#  > Portal Under-Linux.Org >  > UnderLinux >  >  Artigo - LiveCd e Distros LiveCd

## Girls_Moderator

Pessoal...  :Smile: 

Estamos disponibilizando, lá nos Artigos, mais dois textos para iniciantes. Dessa vez se trata de *LiveCd: uma opção para iniciantes* e *Distros LiveCd*.  :Wink: 

No artigo *LiveCd*, os tópicos são os seguintes:

_1. LiveCd: Uma opção para iniciantes
2. Download da ISO e MD5
3. Gravando o LiveCd
4. Como rodar o LiveCd
5. Considerações Finais_

*Clique aqui para visualizar o artigo* 

E no artigo *Distros LiveCd*, as distros analisadas até o momento são as seguintes:

_Conectiva LiveCd
Kalango
Kurumin
Slax
Under Linux_

*Clique aqui para visualizar o artigo*

Logo logo tem mais! 8)

----------


## Sukkubus

Nossa, até que enfim... :good: 

Demorou muito para ser postado... :toim: 

 :Big Grin:

----------


## Bios

Olá Pessoal !!

O artigo ficou bem explicadinho .. voltado mesmo para quem está começando  :Smile:  

Estamos a disposição para tirar as possíveis dúvidas .... e receber sugestões !!

Keremos nossos artigos sempre atualizados ... contamos com a ajuda de todos !  :Big Grin:   :Big Grin:

----------


## demiurgo

gostei mto dos artigos...

principalmente pela aborgadem ao publico iniciante...

assim, temos certeza d q o caminho para os novinhos jah estah sendo tracado...

e garantimos q nossa comunidade continuara sempre em, expansao

vcs estao d parabens !!!! :clap: :clap: :clap: :clap:

----------


## Sukkubus

> vcs estao d parabens !!!! :clap: :clap: :clap: :clap:


  :Big Grin:  

Graças à Chefa Bios! :P 
(ela trava quando chamamos ela assim, hahahahahaha)

----------


## Bios

> Graças à Chefa Bios! :P 
> (ela trava quando chamamos ela assim, hahahahahaha)

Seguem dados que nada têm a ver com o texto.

//! In-memory vector index with JSON persistence.
//!
//! A flat list of (vector, content) entries; search is cosine similarity over
//! all entries with a top-k cut. Persistence is a single serde JSON file, so
//! the index survives process restarts without a separate store.

use std::fs;
use std::path::Path;

use serde::{Deserialize, Serialize};

use crate::error::WorkflowError;
use crate::state::Passage;

/// One indexed chunk: its embedding and the original text.
#[derive(Debug, Clone, Serialize, Deserialize)]
struct IndexEntry {
    vector: Vec<f32>,
    content: String,
}

/// Flat in-memory vector index over corpus chunks.
#[derive(Debug, Clone, Default, Serialize, Deserialize)]
pub struct VectorIndex {
    entries: Vec<IndexEntry>,
}

impl VectorIndex {
    /// Creates an empty index.
    pub fn new() -> Self {
        Self::default()
    }

    /// Adds one chunk with its embedding.
    pub fn push(&mut self, vector: Vec<f32>, content: impl Into<String>) {
        self.entries.push(IndexEntry {
            vector,
            content: content.into(),
        });
    }

    /// Number of indexed chunks.
    pub fn len(&self) -> usize {
        self.entries.len()
    }

    /// True when nothing has been indexed.
    pub fn is_empty(&self) -> bool {
        self.entries.is_empty()
    }

    /// Returns the `k` most similar chunks as corpus passages, best first.
    pub fn top_k(&self, query: &[f32], k: usize) -> Vec<Passage> {
        let mut scored: Vec<(f32, &IndexEntry)> = self
            .entries
            .iter()
            .map(|e| (cosine_similarity(query, &e.vector), e))
            .collect();
        scored.sort_by(|a, b| b.0.partial_cmp(&a.0).unwrap_or(std::cmp::Ordering::Equal));
        scored
            .into_iter()
            .take(k)
            .map(|(_, e)| Passage::corpus(e.content.clone()))
            .collect()
    }

    /// Persists the index as JSON at `path`, creating parent directories.
    pub fn save(&self, path: &Path) -> Result<(), WorkflowError> {
        if let Some(parent) = path.parent() {
            if !parent.as_os_str().is_empty() {
                fs::create_dir_all(parent)?;
            }
        }
        let json = serde_json::to_string(self)
            .map_err(|e| WorkflowError::ExecutionFailed(format!("index serialize failed: {e}")))?;
        fs::write(path, json)?;
        Ok(())
    }

    /// Loads an index previously written by [`VectorIndex::save`].
    pub fn load(path: &Path) -> Result<Self, WorkflowError> {
        let json = fs::read_to_string(path)?;
        serde_json::from_str(&json)
            .map_err(|e| WorkflowError::ExecutionFailed(format!("index parse failed: {e}")))
    }
}

/// Cosine similarity; 0.0 when either vector has zero magnitude.
fn cosine_similarity(a: &[f32], b: &[f32]) -> f32 {
    let dot: f32 = a.iter().zip(b.iter()).map(|(x, y)| x * y).sum();
    let norm_a: f32 = a.iter().map(|x| x * x).sum::<f32>().sqrt();
    let norm_b: f32 = b.iter().map(|x| x * x).sum::<f32>().sqrt();
    if norm_a == 0.0 || norm_b == 0.0 {
        0.0
    } else {
        dot / (norm_a * norm_b)
    }
}

#[cfg(test)]
mod tests {
    use super::*;

    /// **Scenario**: cosine similarity is 1 for parallel, 0 for orthogonal and
    /// zero vectors.
    #[test]
    fn cosine_similarity_basics() {
        assert!((cosine_similarity(&[1.0, 0.0], &[2.0, 0.0]) - 1.0).abs() < 1e-6);
        assert!(cosine_similarity(&[1.0, 0.0], &[0.0, 1.0]).abs() < 1e-6);
        assert_eq!(cosine_similarity(&[0.0, 0.0], &[1.0, 1.0]), 0.0);
    }

    /// **Scenario**: top_k orders by similarity and truncates to k.
    #[test]
    fn top_k_orders_and_truncates() {
        let mut index = VectorIndex::new();
        index.push(vec![1.0, 0.0], "east");
        index.push(vec![0.0, 1.0], "north");
        index.push(vec![0.7, 0.7], "northeast");
        let hits = index.top_k(&[1.0, 0.1], 2);
        assert_eq!(hits.len(), 2);
        assert_eq!(hits[0].content, "east");
        assert_eq!(hits[1].content, "northeast");
    }

    /// **Scenario**: an index round-trips through save/load.
    #[test]
    fn save_load_roundtrip() {
        let dir = tempfile::tempdir().unwrap();
        let path = dir.path().join("nested").join("index.json");
        let mut index = VectorIndex::new();
        index.push(vec![0.1, 0.2], "a chunk");
        index.save(&path).unwrap();

        let loaded = VectorIndex::load(&path).unwrap();
        assert_eq!(loaded.len(), 1);
        let hits = loaded.top_k(&[0.1, 0.2], 1);
        assert_eq!(hits[0].content, "a chunk");
    }

    /// **Scenario**: loading a missing file surfaces an Io error.
    #[test]
    fn load_missing_file_is_io_error() {
        let dir = tempfile::tempdir().unwrap();
        let err = VectorIndex::load(&dir.path().join("absent.json")).unwrap_err();
        assert!(matches!(err, WorkflowError::Io(_)));
    }
}
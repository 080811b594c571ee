//! Built-in evaluation over the engine: per-question metrics and an aggregate
//! report.
//!
//! Evaluation drives the engine in streaming mode and recovers the route taken
//! from the first retrieval-side node it observes, so the measured run and the
//! reported route can never disagree.

use std::fs;
use std::path::Path;
use std::time::Instant;

use serde::Serialize;
use tokio_stream::StreamExt;
use tracing::error;

use crate::engine::AdaptiveRag;
use crate::error::WorkflowError;
use crate::route::SourceLabel;
use crate::stream::StreamEvent;

const CITATION_PHRASES: &[&str] = &[
    "according to",
    "based on",
    "the document",
    "the context",
    "as mentioned",
];

/// Metrics for one evaluated question.
#[derive(Debug, Clone, Serialize)]
pub struct QueryMetrics {
    pub question: String,
    pub answer: String,
    pub route: SourceLabel,
    pub response_secs: f64,
    pub document_count: usize,
    pub answer_words: usize,
    pub cites_context: bool,
}

/// Aggregate statistics over a batch of evaluated questions.
#[derive(Debug, Clone, Serialize)]
pub struct EvaluationReport {
    pub generated_at: String,
    pub summary: Summary,
    pub routing: Routing,
    pub quality: Quality,
    pub performance: Performance,
}

#[derive(Debug, Clone, Serialize)]
pub struct Summary {
    pub total_questions: usize,
    pub avg_response_secs: f64,
    pub avg_answer_words: f64,
    pub avg_documents_used: f64,
}

#[derive(Debug, Clone, Serialize)]
pub struct Routing {
    pub vectorstore_queries: usize,
    pub web_search_queries: usize,
    pub vectorstore_percentage: f64,
    pub web_search_percentage: f64,
}

#[derive(Debug, Clone, Serialize)]
pub struct Quality {
    pub responses_with_citations: usize,
    pub citation_percentage: f64,
    pub responses_with_context: usize,
}

#[derive(Debug, Clone, Serialize)]
pub struct Performance {
    pub fastest_response_secs: f64,
    pub slowest_response_secs: f64,
    pub longest_answer_words: usize,
    pub shortest_answer_words: usize,
}

impl EvaluationReport {
    /// Plain-text rendering of the report.
    pub fn render(&self) -> String {
        let mut out = String::new();
        out.push_str("ADAPTIVE RETRIEVAL EVALUATION REPORT\n");
        out.push_str(&format!("generated at: {}\n\n", self.generated_at));
        out.push_str("summary:\n");
        out.push_str(&format!(
            "  total questions: {}\n  avg response time: {:.2}s\n  avg answer length: {:.1} words\n  avg documents used: {:.1}\n",
            self.summary.total_questions,
            self.summary.avg_response_secs,
            self.summary.avg_answer_words,
            self.summary.avg_documents_used,
        ));
        out.push_str("routing:\n");
        out.push_str(&format!(
            "  vectorstore: {} ({:.1}%)\n  web search: {} ({:.1}%)\n",
            self.routing.vectorstore_queries,
            self.routing.vectorstore_percentage,
            self.routing.web_search_queries,
            self.routing.web_search_percentage,
        ));
        out.push_str("quality:\n");
        out.push_str(&format!(
            "  responses with citations: {} ({:.1}%)\n  responses with context: {}\n",
            self.quality.responses_with_citations,
            self.quality.citation_percentage,
            self.quality.responses_with_context,
        ));
        out.push_str("performance:\n");
        out.push_str(&format!(
            "  fastest: {:.2}s\n  slowest: {:.2}s\n  longest answer: {} words\n  shortest answer: {} words\n",
            self.performance.fastest_response_secs,
            self.performance.slowest_response_secs,
            self.performance.longest_answer_words,
            self.performance.shortest_answer_words,
        ));
        out
    }
}

fn round2(v: f64) -> f64 {
    (v * 100.0).round() / 100.0
}

fn round1(v: f64) -> f64 {
    (v * 10.0).round() / 10.0
}

/// Aggregates metrics into a report; `None` when there are no results.
pub fn build_report(results: &[QueryMetrics]) -> Option<EvaluationReport> {
    if results.is_empty() {
        return None;
    }
    let total = results.len();
    let totalf = total as f64;

    let vectorstore = results
        .iter()
        .filter(|r| r.route == SourceLabel::Vectorstore)
        .count();
    let web = total - vectorstore;
    let citations = results.iter().filter(|r| r.cites_context).count();

    Some(EvaluationReport {
        generated_at: chrono::Utc::now().to_rfc3339(),
        summary: Summary {
            total_questions: total,
            avg_response_secs: round2(
                results.iter().map(|r| r.response_secs).sum::<f64>() / totalf,
            ),
            avg_answer_words: round1(
                results.iter().map(|r| r.answer_words as f64).sum::<f64>() / totalf,
            ),
            avg_documents_used: round1(
                results.iter().map(|r| r.document_count as f64).sum::<f64>() / totalf,
            ),
        },
        routing: Routing {
            vectorstore_queries: vectorstore,
            web_search_queries: web,
            vectorstore_percentage: round1(vectorstore as f64 / totalf * 100.0),
            web_search_percentage: round1(web as f64 / totalf * 100.0),
        },
        quality: Quality {
            responses_with_citations: citations,
            citation_percentage: round1(citations as f64 / totalf * 100.0),
            responses_with_context: results.iter().filter(|r| r.document_count > 0).count(),
        },
        performance: Performance {
            fastest_response_secs: round2(
                results
                    .iter()
                    .map(|r| r.response_secs)
                    .fold(f64::INFINITY, f64::min),
            ),
            slowest_response_secs: round2(
                results
                    .iter()
                    .map(|r| r.response_secs)
                    .fold(f64::NEG_INFINITY, f64::max),
            ),
            longest_answer_words: results.iter().map(|r| r.answer_words).max().unwrap_or(0),
            shortest_answer_words: results.iter().map(|r| r.answer_words).min().unwrap_or(0),
        },
    })
}

/// Evaluates questions against an engine and accumulates metrics.
pub struct Evaluator<'a> {
    engine: &'a AdaptiveRag,
    results: Vec<QueryMetrics>,
}

impl<'a> Evaluator<'a> {
    pub fn new(engine: &'a AdaptiveRag) -> Self {
        Self {
            engine,
            results: vec![],
        }
    }

    /// Runs one question through the engine's stream and records its metrics.
    pub async fn evaluate(&mut self, question: &str) -> Result<&QueryMetrics, WorkflowError> {
        let started = Instant::now();
        let mut stream = self.engine.stream(question)?;

        let mut route = None;
        let mut last_state = None;
        while let Some(event) = stream.next().await {
            match event {
                StreamEvent::Updates { node, state } => {
                    if route.is_none() {
                        route = match node.as_str() {
                            "retrieve" => Some(SourceLabel::Vectorstore),
                            "web_search" => Some(SourceLabel::WebSearch),
                            _ => None,
                        };
                    }
                    last_state = Some(state);
                }
                StreamEvent::Error { node, message } => {
                    return Err(WorkflowError::ExecutionFailed(format!("{node}: {message}")));
                }
                StreamEvent::Values(_) => {}
            }
        }

        let state = last_state
            .ok_or_else(|| WorkflowError::ExecutionFailed("engine stream emitted no events".into()))?;
        let route = route.ok_or_else(|| {
            WorkflowError::ExecutionFailed("no retrieval-side node observed in stream".into())
        })?;

        let answer = state.generation.unwrap_or_default();
        let lower = answer.to_lowercase();
        let metrics = QueryMetrics {
            question: question.to_string(),
            answer_words: answer.split_whitespace().count(),
            cites_context: CITATION_PHRASES.iter().any(|p| lower.contains(p)),
            answer,
            route,
            response_secs: started.elapsed().as_secs_f64(),
            document_count: state.documents.len(),
        };
        self.results.push(metrics);
        Ok(self.results.last().expect("just pushed"))
    }

    /// Evaluates each question, logging failures; returns how many succeeded.
    pub async fn evaluate_batch(&mut self, questions: &[&str]) -> usize {
        let mut ok = 0;
        for question in questions {
            match self.evaluate(question).await {
                Ok(_) => ok += 1,
                Err(e) => error!(question = %question, error = %e, "evaluation failed"),
            }
        }
        ok
    }

    /// The metrics accumulated so far.
    pub fn results(&self) -> &[QueryMetrics] {
        &self.results
    }

    /// Aggregate report; `None` when nothing has been evaluated.
    pub fn report(&self) -> Option<EvaluationReport> {
        build_report(&self.results)
    }

    /// Writes the report and the per-question results as one JSON document.
    pub fn save_json(&self, path: &Path) -> Result<(), WorkflowError> {
        let doc = serde_json::json!({
            "report": self.report(),
            "results": self.results,
        });
        if let Some(parent) = path.parent() {
            if !parent.as_os_str().is_empty() {
                fs::create_dir_all(parent)?;
            }
        }
        let text = serde_json::to_string_pretty(&doc)
            .map_err(|e| WorkflowError::ExecutionFailed(format!("report serialize failed: {e}")))?;
        fs::write(path, text)?;
        Ok(())
    }
}

#[cfg(test)]
mod tests {
    use super::*;

    fn metric(route: SourceLabel, secs: f64, words: usize, docs: usize, cites: bool) -> QueryMetrics {
        QueryMetrics {
            question: "q".into(),
            answer: "a".into(),
            route,
            response_secs: secs,
            document_count: docs,
            answer_words: words,
            cites_context: cites,
        }
    }

    /// **Scenario**: no results means no report.
    #[test]
    fn empty_results_no_report() {
        assert!(build_report(&[]).is_none());
    }

    /// **Scenario**: the aggregate arithmetic over a small batch.
    #[test]
    fn report_aggregates() {
        let results = vec![
            metric(SourceLabel::Vectorstore, 1.0, 10, 2, true),
            metric(SourceLabel::Vectorstore, 3.0, 30, 4, false),
            metric(SourceLabel::WebSearch, 2.0, 20, 0, false),
        ];
        let report = build_report(&results).unwrap();
        assert_eq!(report.summary.total_questions, 3);
        assert_eq!(report.summary.avg_response_secs, 2.0);
        assert_eq!(report.summary.avg_answer_words, 20.0);
        assert_eq!(report.summary.avg_documents_used, 2.0);
        assert_eq!(report.routing.vectorstore_queries, 2);
        assert_eq!(report.routing.web_search_queries, 1);
        assert_eq!(report.routing.vectorstore_percentage, 66.7);
        assert_eq!(report.quality.responses_with_citations, 1);
        assert_eq!(report.quality.responses_with_context, 2);
        assert_eq!(report.performance.fastest_response_secs, 1.0);
        assert_eq!(report.performance.slowest_response_secs, 3.0);
        assert_eq!(report.performance.longest_answer_words, 30);
        assert_eq!(report.performance.shortest_answer_words, 10);
    }

    /// **Scenario**: render produces the four sections.
    #[test]
    fn render_has_sections() {
        let report = build_report(&[metric(SourceLabel::WebSearch, 0.5, 5, 1, true)]).unwrap();
        let text = report.render();
        for section in ["summary:", "routing:", "quality:", "performance:"] {
            assert!(text.contains(section), "missing {section}");
        }
    }
}
//! Chat Completions client implementing `ChatModel`.
//!
//! Works against any OpenAI-compatible endpoint: pass an `OpenAIConfig` with
//! the api key and base URL (the engine's default configuration points it at
//! Groq's compatible API). Temperature is configurable; the engine uses 0.0
//! so grading and routing stay deterministic.

use async_trait::async_trait;
use tracing::debug;

use crate::error::WorkflowError;
use crate::llm::ChatModel;
use crate::message::Message;

use async_openai::{
    config::OpenAIConfig,
    types::chat::{
        ChatCompletionRequestMessage, ChatCompletionRequestSystemMessage,
        ChatCompletionRequestUserMessage, CreateChatCompletionRequestArgs,
    },
    Client,
};

/// Chat Completions client for OpenAI-compatible endpoints.
pub struct OpenAiChat {
    client: Client<OpenAIConfig>,
    model: String,
    temperature: Option<f32>,
}

impl OpenAiChat {
    /// Build a client with default config (API key from `OPENAI_API_KEY`).
    pub fn new(model: impl Into<String>) -> Self {
        Self {
            client: Client::new(),
            model: model.into(),
            temperature: None,
        }
    }

    /// Build a client with custom config (API key, base URL).
    pub fn with_config(config: OpenAIConfig, model: impl Into<String>) -> Self {
        Self {
            client: Client::with_config(config),
            model: model.into(),
            temperature: None,
        }
    }

    /// Set temperature (0–2). Lower values are more deterministic.
    pub fn with_temperature(mut self, temperature: f32) -> Self {
        self.temperature = Some(temperature);
        self
    }

    fn to_request(messages: &[Message]) -> Vec<ChatCompletionRequestMessage> {
        messages
            .iter()
            .map(|m| match m {
                Message::System(s) => ChatCompletionRequestMessage::System(
                    ChatCompletionRequestSystemMessage::from(s.as_str()),
                ),
                Message::User(s) => ChatCompletionRequestMessage::User(
                    ChatCompletionRequestUserMessage::from(s.as_str()),
                ),
                Message::Assistant(s) => {
                    ChatCompletionRequestMessage::Assistant((s.as_str()).into())
                }
            })
            .collect()
    }
}

#[async_trait]
impl ChatModel for OpenAiChat {
    async fn complete(&self, messages: &[Message]) -> Result<String, WorkflowError> {
        let mut args = CreateChatCompletionRequestArgs::default();
        args.model(self.model.clone());
        args.messages(Self::to_request(messages));
        if let Some(t) = self.temperature {
            args.temperature(t);
        }
        let request = args.build().map_err(|e| {
            WorkflowError::ExecutionFailed(format!("chat request build failed: {e}"))
        })?;

        debug!(
            model = %self.model,
            message_count = messages.len(),
            temperature = ?self.temperature,
            "chat completion create"
        );

        let response = self
            .client
            .chat()
            .create(request)
            .await
            .map_err(|e| WorkflowError::ExecutionFailed(format!("chat API error: {e}")))?;

        let choice = response
            .choices
            .into_iter()
            .next()
            .ok_or_else(|| WorkflowError::ExecutionFailed("chat API returned no choices".into()))?;

        Ok(choice.message.content.unwrap_or_default())
    }
}

#[cfg(test)]
mod tests {
    use super::*;

    /// **Scenario**: constructors build without panicking.
    #[test]
    fn openai_chat_constructors() {
        let _ = OpenAiChat::new("llama3-8b-8192");
        let config = OpenAIConfig::new()
            .with_api_key("test-key")
            .with_api_base("https://api.groq.com/openai/v1");
        let _ = OpenAiChat::with_config(config, "llama3-8b-8192").with_temperature(0.0);
    }

    /// **Scenario**: complete() against an unreachable base returns Err
    /// (no real API key needed).
    #[tokio::test]
    async fn complete_with_unreachable_base_returns_error() {
        let config = OpenAIConfig::new()
            .with_api_key("test-key")
            .with_api_base("https://127.0.0.1:1");
        let client = OpenAiChat::with_config(config, "llama3-8b-8192");
        let result = client.complete(&[Message::user("Hello")]).await;
        assert!(result.is_err());
    }

    /// **Scenario**: complete() against a real endpoint returns a reply when the
    /// key is present.
    #[tokio::test]
    #[ignore = "Requires OPENAI_API_KEY; run with: cargo test -p sift complete_with_real_api -- --ignored"]
    async fn complete_with_real_api_returns_reply() {
        std::env::var("OPENAI_API_KEY").expect("OPENAI_API_KEY must be set for this test");
        let model =
            std::env::var("OPENAI_MODEL").unwrap_or_else(|_| "gpt-4o-mini".to_string());
        let client = OpenAiChat::new(model);
        let reply = client
            .complete(&[Message::user("Say exactly: ok")])
            .await
            .expect("complete should succeed");
        assert!(!reply.is_empty());
    }
}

Sua Praguinhaaaaaaaaaaaaaaaaaaa :@: :@: :@: :@: :@: :@: :@: :@: :@: :@: :@: :@: :@: :@: :@: :@: :@: :@: :@: :@: :@: :@: :@: :@: 

Naum sou chefaaaa  :Embarrassment: ops:  :Embarrassment: ops: 
 :Frown: 6)  :Frown: 6)

----------


## Sukkubus

Nossa... pelo tanto de palavrões que ela falou, acho que vou ser demitida...  :Frown:  

Tô f* :toim: 

:cry: 

Desculpa, c-h-e-f-a  :Embarrassment: ops: 

:P :P :P :P :P :P

----------


## Bios

> Nossa... pelo tanto de palavrões que ela falou, acho que vou ser demitida...  
> Tô f* :toim: 
> :cry: 
> Desculpa, c-h-e-f-a ops:


Coisinhaaaa .... :P :P 

eheheh Naum vou demitir naummm ehehehe

Até pq nossa empresa fecharia por falta de funcionárias ...  :Big Grin:   :Big Grin:  
ahahahahaha

:toim:

----------


## Sukkubus

> Postado originalmente por Sukkubus
> 
> Nossa... pelo tanto de palavrões que ela falou, acho que vou ser demitida...  
> Tô f* :toim: 
> :cry: 
> Desculpa, c-h-e-f-a ops: 
> 
> 
> Coisinhaaaa .... :P :P 
> ...


Vamos anunciar um salário pro Girls_Moderator... tenho certeza que vai aparecer candidatas... 8) 8) 8) 

Hehehehehe  :Frown: 6)

----------


## necroticous

Gostei do artigo... Ultimamente tenho estudado muito sobre livecd, estou montando uma distro com intuito apenas de aprendizado, achei que você abordou muito bem o tema...

----------


## Sukkubus

Atualizando os links... só para constar:

*LiveCd: Uma opção para iniciantes*

Tutoriais/Iniciantes/livecdinciantes - UnderLinux Wiki

*Distros LiveCd*

Tutoriais/Iniciantes/distroslivecd - UnderLinux Wiki


Obrigada Magnun por ter destrancado o tópico  :Smile:

----------


## Magnun

Disponha sukkubus  :Big Grin:

----------


## Sukkubus

> Disponha sukkubus


Como já dizia a Sally, no "Charlie Brown Show": Ele não é uma gracinha?

 :Smile:

----------


## acris

Muito legal mesmo o tutorial para iniciantes, vou repassar às minhas alunas (e alguns poucos alunos... estou na letras!) que estão este semestre no Texto Livre.
Obrigada.

----------